● **Problem to solve**
In exact form, set down only those lines of the material that run from its first line to the line with "i18n::set_locale(&config.locale);", inclusive.

● **Data supplied**
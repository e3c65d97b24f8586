// ==========================================
// 表管理工具 - 命令行主入口
// ==========================================
// 启动: .env → 日志 → 配置（缺失即退出）→ 表存储 → 执行命令
// ==========================================

use std::process::ExitCode;

use anyhow::Context;
use clap::Parser;

use table_admin::app::{dispatch, AppState, Cli, ErrorResponse};
use table_admin::config::{AppConfig, ConfigError};
use table_admin::{i18n, logging};

fn fatal(code: &str, message: String) -> ExitCode {
    let response = ErrorResponse {
        code: code.to_string(),
        message: message.clone(),
        details: None,
    };
    eprintln!(
        "{}",
        serde_json::to_string(&response).unwrap_or(message)
    );
    ExitCode::FAILURE
}

fn load_config(cli: &Cli) -> Result<AppConfig, ConfigError> {
    AppConfig::from_env(cli.local_db.as_deref())
}

#[tokio::main]
async fn main() -> ExitCode {
    // .env 不存在时忽略
    dotenv::dotenv().ok();

    // 初始化日志系统
    logging::init();

    let cli = Cli::parse();

    let config = match load_config(&cli) {
        Ok(config) => config,
        Err(e) => {
            tracing::error!(error = %e, "配置加载失败");
            return fatal("CONFIG_ERROR", e.to_string());
        }
    };

    i18n::set_locale(&config.locale);
    tracing::debug!(version = table_admin::VERSION, locale = %i18n::current_locale(), "{}", table_admin::APP_NAME);

    let state = match AppState::new(&config).context("无法初始化表存储") {
        Ok(state) => state,
        Err(e) => return fatal("TRANSPORT_FAILURE", format!("{:#}", e)),
    };

    match dispatch(&state, cli.command).await {
        Ok(output) => {
            println!("{}", output);
            ExitCode::SUCCESS
        }
        Err(error_json) => {
            eprintln!("{}", error_json);
            ExitCode::FAILURE
        }
    }
}
// ==========================================
// 表管理工具 - 目标表结构 (DestinationSchema)
// ==========================================
// 职责: 记录目标表当前已知的列名
// 来源: 采样一条现有记录（空表时为空），或由操作员显式声明
// 生命周期: 每次操作重新获取，切换表名时不复用
// ==========================================

use serde::Serialize;

/// 列集合的来源
#[derive(Debug, Clone, Copy, PartialEq, Eq, Serialize)]
#[serde(rename_all = "SCREAMING_SNAKE_CASE")]
pub enum SchemaOrigin {
    /// 从一条现有记录推断（空表时不可靠）
    Sampled,
    /// 操作员显式声明
    Declared,
}

#[derive(Debug, Clone, PartialEq, Serialize)]
pub struct DestinationSchema {
    table: String,
    columns: Vec<String>,
    origin: SchemaOrigin,
}

impl DestinationSchema {
    pub fn sampled(table: impl Into<String>, columns: Vec<String>) -> Self {
        Self {
            table: table.into(),
            columns,
            origin: SchemaOrigin::Sampled,
        }
    }

    pub fn declared(table: impl Into<String>, columns: Vec<String>) -> Self {
        let mut unique: Vec<String> = Vec::with_capacity(columns.len());
        for column in columns {
            let column = column.trim().to_string();
            if !column.is_empty() && !unique.contains(&column) {
                unique.push(column);
            }
        }
        Self {
            table: table.into(),
            columns: unique,
            origin: SchemaOrigin::Declared,
        }
    }

    pub fn table(&self) -> &str {
        &self.table
    }

    pub fn columns(&self) -> &[String] {
        &self.columns
    }

    pub fn origin(&self) -> SchemaOrigin {
        self.origin
    }

    /// 大小写敏感的精确匹配
    pub fn contains(&self, column: &str) -> bool {
        self.columns.iter().any(|c| c == column)
    }

    pub fn is_empty(&self) -> bool {
        self.columns.is_empty()
    }
}

#[cfg(test)]
mod tests {
    use super::*;

    #[test]
    fn test_declared_schema_dedups_and_trims() {
        let schema = DestinationSchema::declared(
            "users",
            vec![" name".to_string(), "email".to_string(), "name".to_string(), "".to_string()],
        );
        assert_eq!(schema.columns(), &["name", "email"]);
        assert_eq!(schema.origin(), SchemaOrigin::Declared);
    }

    #[test]
    fn test_contains_is_case_sensitive() {
        let schema = DestinationSchema::sampled("users", vec!["Name".to_string()]);
        assert!(schema.contains("Name"));
        assert!(!schema.contains("name"));
    }
}
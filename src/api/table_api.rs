// ==========================================
// 表管理工具 - 表操作 API
// ==========================================
// 职责: 查看/搜索、单条增删改、CSV 导出与模板
// 约束: 每个操作一次存储往返；未匹配的更新/删除返回 NotFound
// ==========================================

use std::sync::Arc;

use chrono::Local;
use tracing::{debug, info, warn};

use crate::api::error::{ApiError, ApiResult};
use crate::api::export::{
    export_file_name, rows_to_csv, template_csv, template_file_name, ExportArtifact,
};
use crate::api::search;
use crate::domain::{CellValue, DestinationSchema, OperationResult, Record, RowSet};
use crate::i18n::{t, t_with_args};
use crate::importer::ImportError;
use crate::repository::TableStore;

/// 查看记录的默认条数
pub const DEFAULT_VIEW_LIMIT: usize = 100;

/// 查看记录的最大条数
pub const MAX_VIEW_LIMIT: usize = 1000;

/// 由数据库自动生成、新增时忽略的列（不区分大小写）
pub const AUTO_GENERATED_COLUMNS: &[&str] = &["id", "created_at", "updated_at"];

/// 校验表名（去除首尾空白，不能为空）
pub fn validate_table_name(table: &str) -> ApiResult<String> {
    let trimmed = table.trim();
    if trimmed.is_empty() {
        return Err(ApiError::InvalidInput(t("table.name_required")));
    }
    Ok(trimmed.to_string())
}

/// 将请求的条数限制在 1..=MAX_VIEW_LIMIT
pub fn clamp_view_limit(limit: Option<usize>) -> usize {
    limit
        .unwrap_or(DEFAULT_VIEW_LIMIT)
        .clamp(1, MAX_VIEW_LIMIT)
}

fn is_blank(value: &CellValue) -> bool {
    value.is_null() || value.to_string().trim().is_empty()
}

// ==========================================
// TableApi
// ==========================================
pub struct TableApi {
    store: Arc<dyn TableStore>,
}

impl TableApi {
    pub fn new(store: Arc<dyn TableStore>) -> Self {
        Self { store }
    }

    /// 列出可管理的表
    pub async fn list_tables(&self) -> ApiResult<Vec<String>> {
        let tables = self.store.list_tables().await?;
        debug!(count = tables.len(), "表列表已获取");
        Ok(tables)
    }

    /// 查看记录（可选关键字过滤）
    ///
    /// # 参数
    /// - table: 表名
    /// - limit: 读取条数（默认 100，限制在 1..=1000）
    /// - search: 关键字（不区分大小写，在已取回的记录中过滤）
    pub async fn view(
        &self,
        table: &str,
        limit: Option<usize>,
        search: Option<&str>,
    ) -> ApiResult<RowSet> {
        let table = validate_table_name(table)?;
        let limit = clamp_view_limit(limit);
        let rows = self.store.fetch(&table, limit).await?;

        let rows = match search {
            Some(term) => {
                let found = search::filter_rows(&rows, term);
                debug!(table = %table, term = %term, fetched = rows.len(), matched = found.len(), "搜索完成");
                found
            }
            None => rows,
        };
        Ok(rows)
    }

    /// 目标表列（采样一条记录）
    pub async fn columns(&self, table: &str) -> ApiResult<DestinationSchema> {
        let table = validate_table_name(table)?;
        Ok(self.store.sample_schema(&table).await?)
    }

    /// 新增单条记录
    ///
    /// 自动生成列（id/created_at/updated_at）与空值不写入；
    /// 全部被过滤时返回 InvalidInput
    pub async fn add_record(&self, table: &str, record: Record) -> ApiResult<OperationResult> {
        let table = validate_table_name(table)?;

        let mut record = record;
        record.retain(|column, value| {
            !AUTO_GENERATED_COLUMNS
                .iter()
                .any(|auto| auto.eq_ignore_ascii_case(column))
                && !is_blank(value)
        });
        if record.is_empty() {
            return Err(ApiError::InvalidInput(t("record.no_fields")));
        }

        let columns: Vec<String> = record.columns().map(str::to_string).collect();
        let rows = record.into_row_set();
        match self.store.insert(&table, &rows).await {
            Ok(_) => {
                info!(table = %table, columns = ?columns, "记录已新增");
                Ok(OperationResult::success_with_count(
                    t("record.insert_success"),
                    1,
                ))
            }
            Err(e) => {
                warn!(table = %table, error = %e, "新增记录失败");
                Ok(OperationResult::failure(t_with_args(
                    "record.insert_failed",
                    &[("error", &e.store_message())],
                )))
            }
        }
    }

    /// 更新 id_column == id_value 的记录
    ///
    /// 补丁中去除 id 列与空值；补丁为空返回 InvalidInput；未匹配返回 NotFound
    pub async fn update_record(
        &self,
        table: &str,
        id_column: &str,
        id_value: &CellValue,
        patch: Record,
    ) -> ApiResult<OperationResult> {
        let table = validate_table_name(table)?;
        let id_column = Self::validate_id(id_column, id_value)?;

        let mut patch = patch;
        patch.retain(|column, value| column != id_column && !is_blank(value));
        if patch.is_empty() {
            return Err(ApiError::InvalidInput(t("record.no_changes")));
        }

        match self.store.update(&table, id_column, id_value, &patch).await {
            Ok(0) => Err(self.not_found(&table, id_column, id_value)),
            Ok(matched) => {
                info!(table = %table, id_column = %id_column, id = %id_value, matched, "记录已更新");
                Ok(OperationResult::success_with_count(
                    t("record.update_success"),
                    matched,
                ))
            }
            Err(e) => {
                warn!(table = %table, error = %e, "更新记录失败");
                Ok(OperationResult::failure(t_with_args(
                    "record.update_failed",
                    &[("error", &e.store_message())],
                )))
            }
        }
    }

    /// 删除 id_column == id_value 的记录（未匹配返回 NotFound）
    pub async fn delete_record(
        &self,
        table: &str,
        id_column: &str,
        id_value: &CellValue,
    ) -> ApiResult<OperationResult> {
        let table = validate_table_name(table)?;
        let id_column = Self::validate_id(id_column, id_value)?;

        match self.store.delete(&table, id_column, id_value).await {
            Ok(0) => Err(self.not_found(&table, id_column, id_value)),
            Ok(matched) => {
                info!(table = %table, id_column = %id_column, id = %id_value, matched, "记录已删除");
                Ok(OperationResult::success_with_count(
                    t("record.delete_success"),
                    matched,
                ))
            }
            Err(e) => {
                warn!(table = %table, error = %e, "删除记录失败");
                Ok(OperationResult::failure(t_with_args(
                    "record.delete_failed",
                    &[("error", &e.store_message())],
                )))
            }
        }
    }

    /// 导出记录为 CSV
    pub fn export(&self, table: &str, rows: &RowSet) -> ApiResult<ExportArtifact> {
        let table = validate_table_name(table)?;
        Ok(ExportArtifact {
            file_name: export_file_name(&table, Local::now()),
            content: rows_to_csv(rows)?,
        })
    }

    /// 生成导入模板（表头 = 目标表列）
    ///
    /// # 参数
    /// - declared_columns: 显式声明的列（空表时使用）
    pub async fn template(
        &self,
        table: &str,
        declared_columns: Option<&[String]>,
    ) -> ApiResult<ExportArtifact> {
        let table = validate_table_name(table)?;
        let schema = match declared_columns {
            Some(columns) => DestinationSchema::declared(&table, columns.to_vec()),
            None => self.store.sample_schema(&table).await?,
        };
        if schema.is_empty() {
            return Err(ImportError::SchemaUnavailable(table).into());
        }

        Ok(ExportArtifact {
            file_name: template_file_name(&table),
            content: template_csv(schema.columns())?,
        })
    }

    fn validate_id<'a>(id_column: &'a str, id_value: &CellValue) -> ApiResult<&'a str> {
        let id_column = id_column.trim();
        if id_column.is_empty() || is_blank(id_value) {
            return Err(ApiError::InvalidInput(t("record.id_required")));
        }
        Ok(id_column)
    }

    fn not_found(&self, table: &str, id_column: &str, id_value: &CellValue) -> ApiError {
        ApiError::NotFound(t_with_args(
            "record.not_found",
            &[
                ("table", table),
                ("column", id_column),
                ("id", &id_value.to_string()),
            ],
        ))
    }
}

#[cfg(test)]
mod tests {
    use super::*;

    #[test]
    fn test_clamp_view_limit() {
        assert_eq!(clamp_view_limit(None), 100);
        assert_eq!(clamp_view_limit(Some(0)), 1);
        assert_eq!(clamp_view_limit(Some(5000)), 1000);
        assert_eq!(clamp_view_limit(Some(25)), 25);
    }

    #[test]
    fn test_validate_table_name() {
        assert_eq!(validate_table_name("  users ").unwrap(), "users");
        assert!(matches!(
            validate_table_name("   "),
            Err(ApiError::InvalidInput(_))
        ));
    }
}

● **Finished exercise**
repository e3c65d97b24f8586
// ==========================================
// 表管理工具 - 命令行主入口
// ==========================================
// 启动: .env → 日志 → 配置（缺失即退出）→ 表存储 → 执行命令
// ==========================================

use std::process::ExitCode;

use anyhow::Context;
use clap::Parser;

use table_admin::app::{dispatch, AppState, Cli, ErrorResponse};
use table_admin::config::{AppConfig, ConfigError};
use table_admin::{i18n, logging};

fn fatal(code: &str, message: String) -> ExitCode {
    let response = ErrorResponse {
        code: code.to_string(),
        message: message.clone(),
        details: None,
    };
    eprintln!(
        "{}",
        serde_json::to_string(&response).unwrap_or(message)
    );
    ExitCode::FAILURE
}

fn load_config(cli: &Cli) -> Result<AppConfig, ConfigError> {
    AppConfig::from_env(cli.local_db.as_deref())
}

#[tokio::main]
async fn main() -> ExitCode {
    // .env 不存在时忽略
    dotenv::dotenv().ok();

    // 初始化日志系统
    logging::init();

    let cli = Cli::parse();

    let config = match load_config(&cli) {
        Ok(config) => config,
        Err(e) => {
            tracing::error!(error = %e, "配置加载失败");
            return fatal("CONFIG_ERROR", e.to_string());
        }
    };

    i18n::set_locale(&config.locale);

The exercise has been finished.